Singer Ian Curtis's tragic 1980 suicide left the surviving members of Joy Division, on the cusp of their first US tour and growing critical acclaim, in the lurch.  Joined by the drummer's girlfriend on keyboards, they soldiered on as New Order, leaving behind much of Joy Division's post-punk darkness and bleak urban landscapes for a brighter sound better suited to dance floors than lonely evenings at home (though a number of album tracks retained some of the moodiness that made JD such a unique band).

Movement is undeniably a "transitional" album.  It sounds far more like the next logical step after Joy Division's Closer than the poppier music for which New Order would later be known; it's dark and somber, and even the more upbeat tracks have a moodiness about them (due in large part to the production by Joy Division producer Martin Hannett).  For all intents and purposes, Movement is just as easily heard as the third and final studio Joy Division album (albeit with others stepping up to the mic) as it is New Order's first.

Lead-off track "Dreams Never End" is the closest step towards what NO would become, a relatively poppy track with shimmering guitars; though it retains a certain darkness, in part due to the vocals of bassist Peter Hook, who approaches Curtis's spooky baritone.  Guitarist Bernard Sumner handles most of the other vocals on the album, though he, too, seems to be more focused on capturing Curtis's style than carving out his own voice, as he'd do on subsequent releases.

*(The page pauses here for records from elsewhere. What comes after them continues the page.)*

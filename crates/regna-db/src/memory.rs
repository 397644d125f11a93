//! In-memory store for tests and local development.
//!
//! Implements the same contract as the `PostgreSQL` store, including the
//! conditional-update semantics on the kingdom record, over plain maps
//! behind a [`tokio::sync::Mutex`]. Engine tests run against this backend
//! so they stay hermetic.

use std::collections::BTreeMap;

use chrono::Utc;
use tokio::sync::Mutex;
use uuid::Uuid;

use regna_engine::store::{
    KingdomStore, SpellEffectStore, StoreError, TerritoryStore, UnitStackStore,
};
use regna_types::{
    Kingdom, KingdomId, KingdomPatch, NewSpellEffect, NewTerritory, NewUnitStack, Resources,
    SpellEffect, SpellEffectId, Territory, TerritoryId, UnitStack, UnitStackId,
};

#[derive(Debug, Default)]
struct Inner {
    kingdoms: BTreeMap<Uuid, Kingdom>,
    territories: BTreeMap<Uuid, Territory>,
    unit_stacks: BTreeMap<Uuid, UnitStack>,
    spell_effects: BTreeMap<Uuid, SpellEffect>,
}

/// An in-memory entity store with kingdom version CAS.
#[derive(Debug, Default)]
pub struct MemoryStore {
    inner: Mutex<Inner>,
}

impl MemoryStore {
    /// Create an empty store.
    pub fn new() -> Self {
        Self::default()
    }

    /// Seed a kingdom (test/dev helper; production kingdoms come from the
    /// host's provisioning flow).
    pub async fn insert_kingdom(&self, kingdom: Kingdom) {
        let mut inner = self.inner.lock().await;
        inner.kingdoms.insert(kingdom.id.into_inner(), kingdom);
    }

    /// Number of territories currently stored for a kingdom.
    pub async fn territory_count(&self, kingdom_id: KingdomId) -> usize {
        let inner = self.inner.lock().await;
        inner
            .territories
            .values()
            .filter(|territory| territory.kingdom_id == kingdom_id)
            .count()
    }

    /// Number of unit stacks currently stored for a kingdom.
    pub async fn unit_stack_count(&self, kingdom_id: KingdomId) -> usize {
        let inner = self.inner.lock().await;
        inner
            .unit_stacks
            .values()
            .filter(|stack| stack.kingdom_id == kingdom_id)
            .count()
    }

    /// Number of spell effects currently stored for a kingdom.
    pub async fn spell_effect_count(&self, kingdom_id: KingdomId) -> usize {
        let inner = self.inner.lock().await;
        inner
            .spell_effects
            .values()
            .filter(|effect| effect.kingdom_id == kingdom_id)
            .count()
    }
}

impl KingdomStore for MemoryStore {
    async fn get_kingdom(&self, id: KingdomId) -> Result<Option<Kingdom>, StoreError> {
        let inner = self.inner.lock().await;
        Ok(inner.kingdoms.get(&id.into_inner()).cloned())
    }

    async fn update_kingdom(
        &self,
        id: KingdomId,
        expected_version: u64,
        patch: KingdomPatch,
    ) -> Result<Kingdom, StoreError> {
        let mut inner = self.inner.lock().await;
        let kingdom = inner
            .kingdoms
            .get_mut(&id.into_inner())
            .ok_or_else(|| StoreError::Backend(format!("kingdom {id} missing during update")))?;

        if kingdom.version != expected_version {
            return Err(StoreError::VersionConflict {
                entity: "kingdom",
                id: id.into_inner(),
            });
        }

        kingdom.apply_patch(patch);
        kingdom.version = kingdom.version.saturating_add(1);
        kingdom.updated_at = Utc::now();
        Ok(kingdom.clone())
    }
}

impl TerritoryStore for MemoryStore {
    async fn list_territories(&self, kingdom_id: KingdomId) -> Result<Vec<Territory>, StoreError> {
        let inner = self.inner.lock().await;
        Ok(inner
            .territories
            .values()
            .filter(|territory| territory.kingdom_id == kingdom_id)
            .cloned()
            .collect())
    }

    async fn create_territory(&self, fields: NewTerritory) -> Result<Territory, StoreError> {
        let mut inner = self.inner.lock().await;
        let territory = Territory {
            id: TerritoryId::new(),
            kingdom_id: fields.kingdom_id,
            name: fields.name,
            kind: fields.kind,
            terrain: fields.terrain,
            coordinates: fields.coordinates,
            resources: Resources::default(),
            buildings: BTreeMap::new(),
            defense_level: 0,
            created_at: Utc::now(),
        };
        inner
            .territories
            .insert(territory.id.into_inner(), territory.clone());
        Ok(territory)
    }
}

impl UnitStackStore for MemoryStore {
    async fn create_unit_stack(&self, fields: NewUnitStack) -> Result<UnitStack, StoreError> {
        let mut inner = self.inner.lock().await;
        let stack = UnitStack {
            id: UnitStackId::new(),
            kingdom_id: fields.kingdom_id,
            kind: fields.kind,
            quantity: fields.quantity,
            created_at: Utc::now(),
        };
        inner
            .unit_stacks
            .insert(stack.id.into_inner(), stack.clone());
        Ok(stack)
    }
}

impl SpellEffectStore for MemoryStore {
    async fn create_spell_effect(&self, fields: NewSpellEffect) -> Result<SpellEffect, StoreError> {
        let mut inner = self.inner.lock().await;
        let effect = SpellEffect {
            id: SpellEffectId::new(),
            kingdom_id: fields.kingdom_id,
            spell: fields.spell,
            target_territory: fields.target_territory,
            backlash: fields.backlash,
            duration_turns: fields.duration_turns,
            created_at: Utc::now(),
        };
        inner
            .spell_effects
            .insert(effect.id.into_inner(), effect.clone());
        Ok(effect)
    }
}
//! Data layer for the Regna rules engine.
//!
//! Implements the store contract defined by `regna-engine` twice:
//!
//! - [`stores::PostgresStore`] -- the durable backend over `PostgreSQL`
//!   (jsonb documents plus an integer version column for conditional
//!   kingdom updates).
//! - [`memory::MemoryStore`] -- an in-memory backend with identical
//!   compare-and-swap semantics, used by engine tests and local
//!   development.
//!
//! # Modules
//!
//! - [`postgres`] -- Connection pool and configuration
//! - [`stores`] -- `PostgreSQL` implementations of the entity stores
//! - [`memory`] -- In-memory implementation of the entity stores
//! - [`error`] -- Shared error types

pub mod error;
pub mod memory;
pub mod postgres;
pub mod stores;

// Re-export primary types for convenience.
pub use error::DbError;
pub use memory::MemoryStore;
pub use postgres::{PostgresConfig, PostgresPool};
pub use stores::PostgresStore;
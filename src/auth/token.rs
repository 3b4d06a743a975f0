//! Signed access tokens carrying the caller's id and role.

use chrono::{Duration, Utc};
use jsonwebtoken::{decode, encode, Algorithm, DecodingKey, EncodingKey, Header, Validation};
use serde::{Deserialize, Serialize};

use crate::errors::AppError;
use crate::models::{Identity, Role};

#[derive(Debug, Clone, Serialize, Deserialize)]
pub struct Claims {
    pub id: i64,
    pub role: Role,
    pub iat: i64,
    pub exp: i64,
}

#[derive(Clone)]
pub struct TokenService {
    encoding_key: EncodingKey,
    decoding_key: DecodingKey,
    ttl: Duration,
}

impl TokenService {
    pub fn new(secret: &str, ttl_hours: i64) -> Self {
        Self {
            encoding_key: EncodingKey::from_secret(secret.as_bytes()),
            decoding_key: DecodingKey::from_secret(secret.as_bytes()),
            ttl: Duration::hours(ttl_hours),
        }
    }

    pub fn issue(&self, identity: Identity) -> Result<String, AppError> {
        let now = Utc::now();
        let claims = Claims {
            id: identity.id,
            role: identity.role,
            iat: now.timestamp(),
            exp: (now + self.ttl).timestamp(),
        };

        encode(&Header::new(Algorithm::HS256), &claims, &self.encoding_key)
            .map_err(|e| AppError::Internal(anyhow::anyhow!("failed to sign token: {e}")))
    }

    pub fn verify(&self, token: &str) -> Result<Identity, AppError> {
        let validation = Validation::new(Algorithm::HS256);

        let data = decode::<Claims>(token, &self.decoding_key, &validation).map_err(|e| {
            tracing::debug!(error = %e, "token rejected");
            AppError::InvalidToken("Invalid token.".to_string())
        })?;

        Ok(Identity {
            id: data.claims.id,
            role: data.claims.role,
        })
    }
}

#[cfg(test)]
mod tests {
    use super::*;

    fn customer() -> Identity {
        Identity {
            id: 7,
            role: Role::Customer,
        }
    }

    #[test]
    fn test_issue_then_verify() {
        let tokens = TokenService::new("test-secret", 24);
        let token = tokens.issue(customer()).unwrap();
        assert_eq!(tokens.verify(&token).unwrap(), customer());
    }

    #[test]
    fn test_wrong_secret_rejected() {
        let token = TokenService::new("one", 24).issue(customer()).unwrap();
        let err = TokenService::new("two", 24).verify(&token).unwrap_err();
        assert!(matches!(err, AppError::InvalidToken(_)));
    }

    #[test]
    fn test_expired_token_rejected() {
        let tokens = TokenService::new("test-secret", -2);
        let token = tokens.issue(customer()).unwrap();
        assert!(matches!(tokens.verify(&token), Err(AppError::InvalidToken(_))));
    }

    #[test]
    fn test_garbage_rejected() {
        let tokens = TokenService::new("test-secret", 24);
        assert!(tokens.verify("not.a.token").is_err());
    }
}
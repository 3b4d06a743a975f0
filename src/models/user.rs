use chrono::NaiveDateTime;
use serde::{Deserialize, Serialize};

#[derive(Debug, Clone, Copy, Serialize, Deserialize, PartialEq, Eq)]
#[serde(rename_all = "UPPERCASE")]
pub enum Role {
    Admin,
    Customer,
}

impl Role {
    pub fn as_str(&self) -> &'static str {
        match self {
            Role::Admin => "ADMIN",
            Role::Customer => "CUSTOMER",
        }
    }

    pub fn parse(s: &str) -> Option<Self> {
        match s {
            "ADMIN" => Some(Role::Admin),
            "CUSTOMER" => Some(Role::Customer),
            _ => None,
        }
    }
}

#[derive(Debug, Clone)]
pub struct User {
    pub id: i64,
    pub name: String,
    pub email: String,
    pub password_hash: String,
    pub role: Role,
    pub created_at: NaiveDateTime,
}

/// User as exposed over the API: never carries the password hash.
#[derive(Debug, Clone, Serialize, Deserialize, PartialEq)]
pub struct PublicUser {
    pub id: i64,
    pub name: String,
    pub email: String,
    pub role: Role,
}

impl From<User> for PublicUser {
    fn from(user: User) -> Self {
        Self {
            id: user.id,
            name: user.name,
            email: user.email,
            role: user.role,
        }
    }
}

/// Verified caller identity, as carried by an access token.
#[derive(Debug, Clone, Copy, PartialEq, Eq)]
pub struct Identity {
    pub id: i64,
    pub role: Role,
}

impl Identity {
    pub fn is_admin(&self) -> bool {
        self.role == Role::Admin
    }
}
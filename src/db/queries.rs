use chrono::{NaiveDate, NaiveDateTime, Utc};
use rusqlite::{params, Connection, OptionalExtension};

use crate::models::{
    Booking, BookingDetails, BookingStatus, CustomerSummary, Lifecycle, NewTimeSlot, Role,
    SlotTimes, TimeSlot, User, Workshop, WorkshopSummary,
};

const TIMESTAMP_FORMAT: &str = "%Y-%m-%d %H:%M:%S";
const DATE_FORMAT: &str = "%Y-%m-%d";

fn now_timestamp() -> String {
    Utc::now().naive_utc().format(TIMESTAMP_FORMAT).to_string()
}

fn parse_timestamp(s: &str) -> anyhow::Result<NaiveDateTime> {
    NaiveDateTime::parse_from_str(s, TIMESTAMP_FORMAT)
        .map_err(|e| anyhow::anyhow!("bad timestamp {s:?} in database: {e}"))
}

fn parse_date(s: &str) -> anyhow::Result<NaiveDate> {
    NaiveDate::parse_from_str(s, DATE_FORMAT)
        .map_err(|e| anyhow::anyhow!("bad date {s:?} in database: {e}"))
}

// ── Users ──

pub fn insert_user(
    conn: &Connection,
    name: &str,
    email: &str,
    password_hash: &str,
    role: Role,
) -> anyhow::Result<i64> {
    conn.execute(
        "INSERT INTO users (name, email, password_hash, role, created_at) VALUES (?1, ?2, ?3, ?4, ?5)",
        params![name, email, password_hash, role.as_str(), now_timestamp()],
    )?;
    Ok(conn.last_insert_rowid())
}

pub fn find_user_by_email(conn: &Connection, email: &str) -> anyhow::Result<Option<User>> {
    let row = conn
        .query_row(
            "SELECT id, name, email, password_hash, role, created_at FROM users WHERE email = ?1",
            params![email],
            |row| {
                Ok((
                    row.get::<_, i64>(0)?,
                    row.get::<_, String>(1)?,
                    row.get::<_, String>(2)?,
                    row.get::<_, String>(3)?,
                    row.get::<_, String>(4)?,
                    row.get::<_, String>(5)?,
                ))
            },
        )
        .optional()?;

    let Some((id, name, email, password_hash, role_str, created_at_str)) = row else {
        return Ok(None);
    };

    let role = Role::parse(&role_str)
        .ok_or_else(|| anyhow::anyhow!("unknown role {role_str:?} for user {id}"))?;

    Ok(Some(User {
        id,
        name,
        email,
        password_hash,
        role,
        created_at: parse_timestamp(&created_at_str)?,
    }))
}

pub fn user_exists(conn: &Connection, id: i64) -> anyhow::Result<bool> {
    let exists = conn.query_row(
        "SELECT EXISTS (SELECT 1 FROM users WHERE id = ?1)",
        params![id],
        |row| row.get(0),
    )?;
    Ok(exists)
}

// ── Workshops ──

const WORKSHOP_COLUMNS: &str =
    "id, title, description, date, max_capacity, is_deleted, created_at";

fn parse_workshop_row(row: &rusqlite::Row) -> anyhow::Result<Workshop> {
    let date_str: String = row.get(3)?;
    let created_at_str: String = row.get(6)?;

    Ok(Workshop {
        id: row.get(0)?,
        title: row.get(1)?,
        description: row.get(2)?,
        date: parse_date(&date_str)?,
        max_capacity: row.get(4)?,
        lifecycle: Lifecycle::from_deleted_flag(row.get::<_, i64>(5)? != 0),
        created_at: parse_timestamp(&created_at_str)?,
    })
}

pub fn insert_workshop(
    conn: &Connection,
    title: &str,
    description: &str,
    date: NaiveDate,
    max_capacity: i64,
) -> anyhow::Result<i64> {
    conn.execute(
        "INSERT INTO workshops (title, description, date, max_capacity, created_at)
         VALUES (?1, ?2, ?3, ?4, ?5)",
        params![
            title,
            description,
            date.format(DATE_FORMAT).to_string(),
            max_capacity,
            now_timestamp(),
        ],
    )?;
    Ok(conn.last_insert_rowid())
}

pub fn insert_time_slot(
    conn: &Connection,
    workshop_id: i64,
    slot: &NewTimeSlot,
    available_spots: i64,
) -> anyhow::Result<i64> {
    conn.execute(
        "INSERT INTO time_slots (workshop_id, start_time, end_time, available_spots)
         VALUES (?1, ?2, ?3, ?4)",
        params![workshop_id, slot.start_time, slot.end_time, available_spots],
    )?;
    Ok(conn.last_insert_rowid())
}

/// Id of an active workshop with this exact title and date, if any.
pub fn find_active_workshop_by_title_date(
    conn: &Connection,
    title: &str,
    date: NaiveDate,
) -> anyhow::Result<Option<i64>> {
    let id = conn
        .query_row(
            "SELECT id FROM workshops WHERE title = ?1 AND date = ?2 AND is_deleted = 0",
            params![title, date.format(DATE_FORMAT).to_string()],
            |row| row.get(0),
        )
        .optional()?;
    Ok(id)
}

/// Looks a workshop up regardless of lifecycle.
pub fn get_workshop(conn: &Connection, id: i64) -> anyhow::Result<Option<Workshop>> {
    let sql = format!("SELECT {WORKSHOP_COLUMNS} FROM workshops WHERE id = ?1");
    let result = conn.query_row(&sql, params![id], |row| Ok(parse_workshop_row(row)));

    match result {
        Ok(workshop) => Ok(Some(workshop?)),
        Err(rusqlite::Error::QueryReturnedNoRows) => Ok(None),
        Err(e) => Err(e.into()),
    }
}

pub fn list_active_workshops(conn: &Connection) -> anyhow::Result<Vec<Workshop>> {
    let sql = format!(
        "SELECT {WORKSHOP_COLUMNS} FROM workshops WHERE is_deleted = 0 ORDER BY date ASC, id ASC"
    );
    let mut stmt = conn.prepare(&sql)?;
    let rows = stmt.query_map([], |row| Ok(parse_workshop_row(row)))?;

    let mut workshops = vec![];
    for row in rows {
        workshops.push(row??);
    }
    Ok(workshops)
}

pub fn update_workshop(conn: &Connection, workshop: &Workshop) -> anyhow::Result<bool> {
    let count = conn.execute(
        "UPDATE workshops SET title = ?1, description = ?2, date = ?3, max_capacity = ?4
         WHERE id = ?5 AND is_deleted = 0",
        params![
            workshop.title,
            workshop.description,
            workshop.date.format(DATE_FORMAT).to_string(),
            workshop.max_capacity,
            workshop.id,
        ],
    )?;
    Ok(count > 0)
}

pub fn soft_delete_workshop(conn: &Connection, id: i64) -> anyhow::Result<bool> {
    let count = conn.execute(
        "UPDATE workshops SET is_deleted = 1 WHERE id = ?1 AND is_deleted = 0",
        params![id],
    )?;
    Ok(count > 0)
}

pub fn count_active_workshops(conn: &Connection) -> anyhow::Result<i64> {
    let count = conn.query_row(
        "SELECT COUNT(*) FROM workshops WHERE is_deleted = 0",
        [],
        |row| row.get(0),
    )?;
    Ok(count)
}

/// Active workshop with the most live bookings; ties go to the lowest id.
pub fn most_booked_workshop(conn: &Connection) -> anyhow::Result<Option<(String, i64)>> {
    let row = conn
        .query_row(
            "SELECT w.title, COUNT(b.id) AS booking_count
             FROM workshops w
             LEFT JOIN bookings b ON b.workshop_id = w.id AND b.is_deleted = 0
             WHERE w.is_deleted = 0
             GROUP BY w.id
             ORDER BY booking_count DESC, w.id ASC
             LIMIT 1",
            [],
            |row| Ok((row.get(0)?, row.get(1)?)),
        )
        .optional()?;
    Ok(row)
}

// ── Time slots ──

pub fn list_active_slots(conn: &Connection, workshop_id: i64) -> anyhow::Result<Vec<TimeSlot>> {
    let mut stmt = conn.prepare(
        "SELECT id, workshop_id, start_time, end_time, available_spots, is_deleted
         FROM time_slots WHERE workshop_id = ?1 AND is_deleted = 0 ORDER BY start_time ASC, id ASC",
    )?;

    let rows = stmt.query_map(params![workshop_id], |row| {
        Ok(TimeSlot {
            id: row.get(0)?,
            workshop_id: row.get(1)?,
            start_time: row.get(2)?,
            end_time: row.get(3)?,
            available_spots: row.get(4)?,
            lifecycle: Lifecycle::from_deleted_flag(row.get::<_, i64>(5)? != 0),
        })
    })?;

    let mut slots = vec![];
    for row in rows {
        slots.push(row?);
    }
    Ok(slots)
}

pub fn get_available_spots(conn: &Connection, slot_id: i64) -> anyhow::Result<Option<i64>> {
    let spots = conn
        .query_row(
            "SELECT available_spots FROM time_slots WHERE id = ?1",
            params![slot_id],
            |row| row.get(0),
        )
        .optional()?;
    Ok(spots)
}

/// Takes one spot from an active slot of an active workshop. The guard on
/// `available_spots > 0` makes this the single point that can refuse an
/// over-booking: returns false when nothing was decremented.
pub fn reserve_spot(conn: &Connection, slot_id: i64, workshop_id: i64) -> anyhow::Result<bool> {
    let count = conn.execute(
        "UPDATE time_slots SET available_spots = available_spots - 1
         WHERE id = ?1
           AND workshop_id = ?2
           AND is_deleted = 0
           AND available_spots > 0
           AND EXISTS (SELECT 1 FROM workshops w WHERE w.id = ?2 AND w.is_deleted = 0)",
        params![slot_id, workshop_id],
    )?;
    Ok(count == 1)
}

pub fn release_spot(conn: &Connection, slot_id: i64) -> anyhow::Result<bool> {
    let count = conn.execute(
        "UPDATE time_slots SET available_spots = available_spots + 1 WHERE id = ?1",
        params![slot_id],
    )?;
    Ok(count == 1)
}

// ── Bookings ──

const BOOKING_COLUMNS: &str =
    "b.id, b.customer_id, b.workshop_id, b.time_slot_id, b.status, b.is_deleted, b.created_at";

const BOOKING_DETAILS_FROM: &str = "FROM bookings b
     JOIN workshops w ON w.id = b.workshop_id
     JOIN time_slots s ON s.id = b.time_slot_id
     JOIN users u ON u.id = b.customer_id";

fn parse_booking_row(row: &rusqlite::Row) -> anyhow::Result<Booking> {
    let status_str: String = row.get(4)?;
    let created_at_str: String = row.get(6)?;

    let status = BookingStatus::parse(&status_str)
        .ok_or_else(|| anyhow::anyhow!("unknown booking status {status_str:?}"))?;

    Ok(Booking {
        id: row.get(0)?,
        customer_id: row.get(1)?,
        workshop_id: row.get(2)?,
        time_slot_id: row.get(3)?,
        status,
        lifecycle: Lifecycle::from_deleted_flag(row.get::<_, i64>(5)? != 0),
        created_at: parse_timestamp(&created_at_str)?,
    })
}

fn parse_booking_details_row(row: &rusqlite::Row) -> anyhow::Result<BookingDetails> {
    let booking = parse_booking_row(row)?;
    let date_str: String = row.get(9)?;

    Ok(BookingDetails {
        booking,
        workshop: WorkshopSummary {
            title: row.get(7)?,
            description: row.get(8)?,
            date: parse_date(&date_str)?,
        },
        time_slot: SlotTimes {
            start_time: row.get(10)?,
            end_time: row.get(11)?,
        },
        customer: CustomerSummary {
            name: row.get(12)?,
            email: row.get(13)?,
        },
    })
}

fn query_booking_details(
    conn: &Connection,
    filter: &str,
    params: &[&dyn rusqlite::types::ToSql],
) -> anyhow::Result<Vec<BookingDetails>> {
    let sql = format!(
        "SELECT {BOOKING_COLUMNS}, w.title, w.description, w.date, s.start_time, s.end_time, u.name, u.email
         {BOOKING_DETAILS_FROM} {filter}"
    );
    let mut stmt = conn.prepare(&sql)?;
    let rows = stmt.query_map(params, |row| Ok(parse_booking_details_row(row)))?;

    let mut bookings = vec![];
    for row in rows {
        bookings.push(row??);
    }
    Ok(bookings)
}

pub fn insert_booking(
    conn: &Connection,
    customer_id: i64,
    workshop_id: i64,
    time_slot_id: i64,
    status: BookingStatus,
) -> anyhow::Result<i64> {
    conn.execute(
        "INSERT INTO bookings (customer_id, workshop_id, time_slot_id, status, created_at)
         VALUES (?1, ?2, ?3, ?4, ?5)",
        params![customer_id, workshop_id, time_slot_id, status.as_str(), now_timestamp()],
    )?;
    Ok(conn.last_insert_rowid())
}

/// The customer's live booking for a workshop, if one exists.
pub fn find_active_booking_for(
    conn: &Connection,
    customer_id: i64,
    workshop_id: i64,
) -> anyhow::Result<Option<i64>> {
    let id = conn
        .query_row(
            "SELECT id FROM bookings WHERE customer_id = ?1 AND workshop_id = ?2 AND is_deleted = 0",
            params![customer_id, workshop_id],
            |row| row.get(0),
        )
        .optional()?;
    Ok(id)
}

pub fn get_booking(conn: &Connection, id: i64) -> anyhow::Result<Option<Booking>> {
    let sql = format!("SELECT {BOOKING_COLUMNS} FROM bookings b WHERE b.id = ?1");
    let result = conn.query_row(&sql, params![id], |row| Ok(parse_booking_row(row)));

    match result {
        Ok(booking) => Ok(Some(booking?)),
        Err(rusqlite::Error::QueryReturnedNoRows) => Ok(None),
        Err(e) => Err(e.into()),
    }
}

pub fn get_booking_details(conn: &Connection, id: i64) -> anyhow::Result<Option<BookingDetails>> {
    let mut found = query_booking_details(conn, "WHERE b.id = ?1", params![id])?;
    Ok(found.pop())
}

/// Live bookings of one customer, newest first.
pub fn list_customer_bookings(
    conn: &Connection,
    customer_id: i64,
) -> anyhow::Result<Vec<BookingDetails>> {
    query_booking_details(
        conn,
        "WHERE b.customer_id = ?1 AND b.is_deleted = 0 ORDER BY b.created_at DESC, b.id DESC",
        params![customer_id],
    )
}

pub fn list_active_bookings_page(
    conn: &Connection,
    limit: i64,
    offset: i64,
) -> anyhow::Result<Vec<BookingDetails>> {
    query_booking_details(
        conn,
        "WHERE b.is_deleted = 0 ORDER BY b.created_at DESC, b.id DESC LIMIT ?1 OFFSET ?2",
        params![limit, offset],
    )
}

pub fn count_active_bookings(conn: &Connection) -> anyhow::Result<i64> {
    let count = conn.query_row(
        "SELECT COUNT(*) FROM bookings WHERE is_deleted = 0",
        [],
        |row| row.get(0),
    )?;
    Ok(count)
}

pub fn mark_booking_cancelled(conn: &Connection, id: i64) -> anyhow::Result<bool> {
    let count = conn.execute(
        "UPDATE bookings SET status = 'CANCELLED', is_deleted = 1
         WHERE id = ?1 AND is_deleted = 0 AND status IN ('PENDING', 'CONFIRMED')",
        params![id],
    )?;
    Ok(count == 1)
}

pub fn set_booking_status(conn: &Connection, id: i64, status: BookingStatus) -> anyhow::Result<bool> {
    let count = conn.execute(
        "UPDATE bookings SET status = ?1 WHERE id = ?2 AND is_deleted = 0",
        params![status.as_str(), id],
    )?;
    Ok(count == 1)
}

The album varies between upbeat, catchier tracks like the rousing closer "Denial," driven by the frenetic and studio-tweaked percussion; and more hauntingly intense downbeat tracks like "The Him" and the Hook-fronted "Doubts Even Here," both of which sound like continuations from side two of Closer.

But throughout, the band has provided some wonderfully distinctive songs, pairing the Hannett-produced atmospherics with compelling hooks; sure, they're less poppy/danceable than NO's later work, but they don't get the credit they deserve on their own merits.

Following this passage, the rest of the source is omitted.